Herannya, para "pakar" justru setuju. Kwik Kian Gie menilai pelebaran spread merupakan suatu LANGKAH MAJU, mencerminkan sikap BI yang makin liberal dan keyakinan kuat terhadap kekuatan rupiah. Soal serbuan spekulan asing menurut penilaian Kwik Kian Gie, hanya pengaruh psikologis para spekulan. Busyet dah! Saya makin prihatin mendengarnya. Satu-satunya yang turut prihatin cuma pak Nyoman Moena. Ia minta agar BI melakukan langkah untuk menghentikan penarikan dana kredit yang tak jelas tujuannya. Dia takut dana itu dipakai untuk spekulasi. Kata beliau di jaman pak Sumarlin (menkeu) juga pernah ada serangan tetapi akarnya dibabat melalui penghentian penarikan dana yang dibawah BUMN.

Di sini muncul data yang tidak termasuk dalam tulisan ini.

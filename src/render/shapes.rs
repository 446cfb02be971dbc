use crate::compiler::Point;
use super::picture::{Color, Picture};

// a pixel is covered when its center (i + 0.5) lies inside the shape, same rule an svg renderer uses

fn first_pixel(edge: f64) -> isize {
    (edge - 0.5).ceil() as isize
}

fn last_pixel(edge: f64) -> isize {
    (edge - 0.5).floor() as isize
}

fn clamp_rows(y0: isize, y1: isize, picture: &Picture) -> (isize, isize) {
    (y0.max(0), y1.min(picture.yres as isize - 1))
}

pub fn draw_circle(picture: &mut Picture, center: &Point, radius: f64, color: &Color) {
    if !(radius > 0.0) {
        return;
    }

    let (y_start, y_end) = clamp_rows(first_pixel(center.y - radius), last_pixel(center.y + radius), picture);

    for y in y_start..=y_end {
        let dy = y as f64 + 0.5 - center.y;
        let span = radius * radius - dy * dy;
        if span < 0.0 {
            continue;
        }

        let half = span.sqrt();
        picture.draw_scanline(first_pixel(center.x - half), last_pixel(center.x + half), y, color);
    }
}

pub fn draw_rectangle(picture: &mut Picture, origin: &Point, width: f64, height: f64, color: &Color) {
    // svg draws nothing for a non-positive width or height
    if !(width > 0.0 && height > 0.0) {
        return;
    }

    // right and bottom edges are exclusive
    let x0 = first_pixel(origin.x);
    let x1 = first_pixel(origin.x + width).saturating_sub(1);
    let (y_start, y_end) = clamp_rows(first_pixel(origin.y), first_pixel(origin.y + height).saturating_sub(1), picture);

    for y in y_start..=y_end {
        picture.draw_scanline(x0, x1, y, color);
    }
}

/// Strokes the segment with butt caps: a pixel is painted when its center
/// projects onto the segment and lies within half the stroke width of it.
pub fn draw_line(picture: &mut Picture, from: &Point, to: &Point, stroke_width: f64, color: &Color) {
    let (dx, dy) = (to.x - from.x, to.y - from.y);
    let length_squared = dx * dx + dy * dy;
    let half = stroke_width / 2.0;

    if !(length_squared > 0.0 && half > 0.0) {
        return;
    }

    let x0 = first_pixel(from.x.min(to.x) - half).max(0);
    let x1 = last_pixel(from.x.max(to.x) + half).min(picture.xres as isize - 1);
    let (y_start, y_end) = clamp_rows(first_pixel(from.y.min(to.y) - half), last_pixel(from.y.max(to.y) + half), picture);

    for y in y_start..=y_end {
        for x in x0..=x1 {
            let (px, py) = (x as f64 + 0.5 - from.x, y as f64 + 0.5 - from.y);

            let t = (px * dx + py * dy) / length_squared;
            if !(0.0..=1.0).contains(&t) {
                continue;
            }

            let cross = px * dy - py * dx;
            if cross * cross <= half * half * length_squared {
                picture.plot(x, y, color);
            }
        }
    }
}

#[cfg(test)]
#[path = "shapes_test.rs"]
mod tests;
use std::fmt;

use serde::Serialize;

#[derive(Clone, Debug, PartialEq, Serialize)]
pub struct Token {
    pub kind: TokenKind,
    pub text: String,
}

impl Token {
    pub fn new(kind: TokenKind, text: impl Into<String>) -> Self {
        Self { kind, text: text.into() }
    }

    /// Case-insensitive comparison against a keyword, color, or symbol.
    pub fn is(&self, value: &str) -> bool {
        self.text.eq_ignore_ascii_case(value)
    }
}

impl fmt::Display for Token {
    fn fmt(&self, f: &mut fmt::Formatter<'_>) -> fmt::Result {
        write!(f, "{} '{}'", self.kind, self.text)
    }
}

#[derive(Clone, Copy, Debug, PartialEq, Eq, Serialize)]
#[serde(rename_all = "SCREAMING_SNAKE_CASE")]
pub enum TokenKind {
    Keyword,
    Number,
    Color,
    Symbol,
}

impl fmt::Display for TokenKind {
    fn fmt(&self, f: &mut fmt::Formatter<'_>) -> fmt::Result {
        let name = match self {
            TokenKind::Keyword => "KEYWORD",
            TokenKind::Number => "NUMBER",
            TokenKind::Color => "COLOR",
            TokenKind::Symbol => "SYMBOL",
        };

        f.write_str(name)
    }
}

Maksudnya begini. Kredit itu sesungguhnya tiga tahap. Tahap awal adalah kesepakatan kredit. Tahap kedua adalah penyediaan dana. Tahap ketiga adalah pencairan dana. Saat dana tersedia "argonya" sudah jalan walaupun pelan. Setelah dicairkan maka argonya berjalan cepat. Karena itu, biasanya pengusaha nggak buru-buru mencairkan. Tapi saat rupiah goyang, mereka buru-buru mencairkan dana itu lalu ditukar ke dollar dan disimpan atas nama sendiri. Nanti kalau rupiah ternyata jatuh maka mereka bisa tukar lagi ke rupiah dan mengantongi laba yang lumayan. Yang mengendalikan pencairan hanya bank dan BUMN. Keduanya bisa diajak kompromi. Oleh karena itu pak Moena mohon agar BI (dan menkeu) bertindak cepat sebelum hutang "beneran" kita membengkak. Saya angkat topi (tepatnya peci) buat pak Moena.
Ada satu lagi perkembangan aneh bulan ini. Waktu Ringgit jatuh ke 2,653 pak Mahathir mencaci-maki para "spekulan". Soros diberi cap "Bahlul" (goblog!). Manusia memang aneh. Waktu para fund manager menanam modal mereka disebut investor, tapi waktu mereka menarik modalnya mereka disebut spekulan dan bahlul. Mari kita semua istighfar agar tetap mawas diri dan tidak ikutan mencaci. Setahu saya, caci-maki justru akan membuat para investor hengkang dari negeri ini.
Ini bulannya IMF. Semua minta duit ke IMF. Muangthai dapat pinjaman 17,2 milyar USD tapi mereka terpaksa nurut disuruh bongkar sistem keuangannya. Mereka juga membekukan 48 LKNB (lembaga keuangan non bank). Hanya Hongkong yang tidak ke IMF. RRC sesumbar menyiapkan 50 milyar US$ untuk mendukung HK$. Ternyata bulan kemarin Hongkong tenang karena ada intervensi diam-diam sebesar 1 milyar US$. Biar begitu, dalam serangan bulan ini di Hongkong overnight rate (OR) naik sampai 8%. Setahu saya menkeu sudah berkonsultasi terus dengan IMF tapi di media justru tidak terdengar kabar. Bahkan direktur Bank Dunia untuk Indonesia, Dennis de Tray, menyatakan heran kalau sampai Indonesia memerlukan IMF. Mungkin saja saya yang keliru.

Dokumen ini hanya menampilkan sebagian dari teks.